[[ Material provided, beginning ]]

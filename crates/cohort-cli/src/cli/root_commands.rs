use clap::Subcommand;

use crate::cli::subcommands::{AuthCommands, GroupsCommands};

/// Root command set for the `cohort` CLI.
#[derive(Clone, Debug, Subcommand)]
pub enum Commands {
    /// Sign in, register, and manage the stored session.
    Auth {
        #[command(subcommand)]
        action: AuthCommands,
    },
    /// Browse project groups.
    Groups {
        #[command(subcommand)]
        action: GroupsCommands,
    },
    /// Check that the backend is reachable.
    Ping,
}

[[ Material provided, end ]]

◆ Your goal ◆
Copy all the records above precisely.

◆ Exercise answer ◆
filename crates/cohort-cli/src/cli/root_commands.rs
use clap::Subcommand;

use crate::cli::subcommands::{AuthCommands, GroupsCommands};

/// Root command set for the `cohort` CLI.
#[derive(Clone, Debug, Subcommand)]
pub enum Commands {
    /// Sign in, register, and manage the stored session.
    Auth {
        #[command(subcommand)]
        action: AuthCommands,
    },
    /// Browse project groups.
    Groups {
        #[command(subcommand)]
        action: GroupsCommands,
    },
    /// Check that the backend is reachable.
    Ping,
}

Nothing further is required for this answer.